Experimentally verifiable modeling of coplanar waveguide discontinuities

A general technique for obtaining the frequency dependent scattering parameters of open waveguiding structures is discussed. The first step of the analysis is an iterative solution for the charge distribution on the electrodes which, in our case, uses the "straight line" solution, the one first derived by Maxwell, as the starting value. A calibrated optical sampling technique allows for direct verification of the validity of the quasi-static charge distribution for structures in which the dielectric layers are also electrooptic. (Common waveguiding dielectrics such as GaAs and InP are sufficiently electrooptic to yield more than sufficient signal-to-noise ratios for accurate verification.) In cases where the quasi-static solution is valid, it is shown that the full dynamics of the propagation problem can be recovered from an equivalent nonuniform transmission line, the parameters of which can be determined from the phase velocity and impedance distribution defined by the static charge distribution.
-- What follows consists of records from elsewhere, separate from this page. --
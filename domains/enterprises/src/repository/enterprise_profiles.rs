//! Enterprise profile repository

use crate::domain::entities::EnterpriseProfile;
use chrono::{DateTime, Utc};
use talentlink_common::new_uuid;
use talentlink_store::{
    args, hierarchy, Args, Entity, EntityRepository, ExternalId, MutableEntity, PgRecordStore,
    RecordStore, Result, SqlValue,
};
use uuid::Uuid;

impl Entity for EnterpriseProfile {
    const TABLE: &'static str = "enterprise_profiles";
    const LABEL: &'static str = "EnterpriseProfileRepository";
    const COLUMNS: &'static str = "id, uuid, agent_staff_id, company_name, corporate_site_url, \
                                   representative, establishment, post_code, office_location, \
                                   employee_number, capital, is_listed, created_at, updated_at";
    const INSERT_COLUMNS: &'static [&'static str] = &[
        "uuid",
        "agent_staff_id",
        "company_name",
        "corporate_site_url",
        "representative",
        "establishment",
        "post_code",
        "office_location",
        "employee_number",
        "capital",
        "is_listed",
        "created_at",
        "updated_at",
    ];

    fn insert_args(&self) -> Args {
        args![
            self.uuid,
            self.agent_staff_id,
            &self.company_name,
            &self.corporate_site_url,
            &self.representative,
            &self.establishment,
            &self.post_code,
            &self.office_location,
            self.employee_number,
            &self.capital,
            self.is_listed,
            self.created_at,
            self.updated_at
        ]
    }

    fn set_id(&mut self, id: i64) {
        self.id = id;
    }

    fn prepare_insert(&mut self, now: DateTime<Utc>) {
        if self.uuid.is_nil() {
            self.uuid = new_uuid();
        }
        self.created_at = now;
        self.updated_at = now;
    }
}

impl ExternalId for EnterpriseProfile {}

impl MutableEntity for EnterpriseProfile {
    fn mutable_columns(&self) -> Vec<(&'static str, SqlValue)> {
        vec![
            ("agent_staff_id", self.agent_staff_id.into()),
            ("company_name", (&self.company_name).into()),
            ("corporate_site_url", (&self.corporate_site_url).into()),
            ("representative", (&self.representative).into()),
            ("establishment", (&self.establishment).into()),
            ("post_code", (&self.post_code).into()),
            ("office_location", (&self.office_location).into()),
            ("employee_number", self.employee_number.into()),
            ("capital", (&self.capital).into()),
            ("is_listed", self.is_listed.into()),
        ]
    }
}

#[derive(Clone)]
pub struct EnterpriseProfileRepository<S = PgRecordStore> {
    repo: EntityRepository<EnterpriseProfile, S>,
}

impl<S: RecordStore> EnterpriseProfileRepository<S> {
    pub fn new(store: S) -> Self {
        Self {
            repo: EntityRepository::new(store),
        }
    }

    /// Create a new enterprise profile
    pub async fn create(&self, profile: &mut EnterpriseProfile) -> Result<i64> {
        self.repo.create(profile).await
    }

    pub async fn update(&self, id: i64, profile: &EnterpriseProfile) -> Result<u64> {
        self.repo.update(id, profile).await
    }

    pub async fn find_by_id(&self, id: i64) -> Result<EnterpriseProfile> {
        self.repo.find_by_id(id).await
    }

    pub async fn find_by_uuid(&self, uuid: Uuid) -> Result<EnterpriseProfile> {
        self.repo.find_by_uuid(uuid).await
    }

    pub async fn get_by_agent_staff_id(&self, agent_staff_id: i64) -> Result<Vec<EnterpriseProfile>> {
        self.repo
            .select_where(
                "get_by_agent_staff_id",
                "agent_staff_id = $1 ORDER BY id ASC",
                args![agent_staff_id],
            )
            .await
    }

    /// Enterprises managed by any staff member of the agent
    pub async fn get_by_agent_id(&self, agent_id: i64) -> Result<Vec<EnterpriseProfile>> {
        let clause = format!(
            "id IN ({}) ORDER BY id ASC",
            hierarchy::enterprise_ids_of_agent("$1")
        );
        self.repo
            .select_where("get_by_agent_id", &clause, args![agent_id])
            .await
    }

    pub async fn get_by_id_list(&self, ids: &[i64]) -> Result<Vec<EnterpriseProfile>> {
        self.repo.get_by_id_list(ids).await
    }

    pub async fn all(&self) -> Result<Vec<EnterpriseProfile>> {
        self.repo.all().await
    }

    pub async fn delete_by_id(&self, id: i64) -> Result<u64> {
        self.repo.delete_by_id(id).await
    }
}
Here, we present analysis of planar discontinuities in coplanar waveguides (CPW), but the method can be modified and applied to include active devices, as well as three-dimensional discontinuities, such as airbridges. The method is based on an iterative solution of the quasi-static charge distribution using successive over relaxation and the dynamics are introduced via the Riccati equation. Additional measurements performed on the "in-house" fabricated passive circuits using an HP8510 network analyzer verify the accuracy of the dynamical part of the method.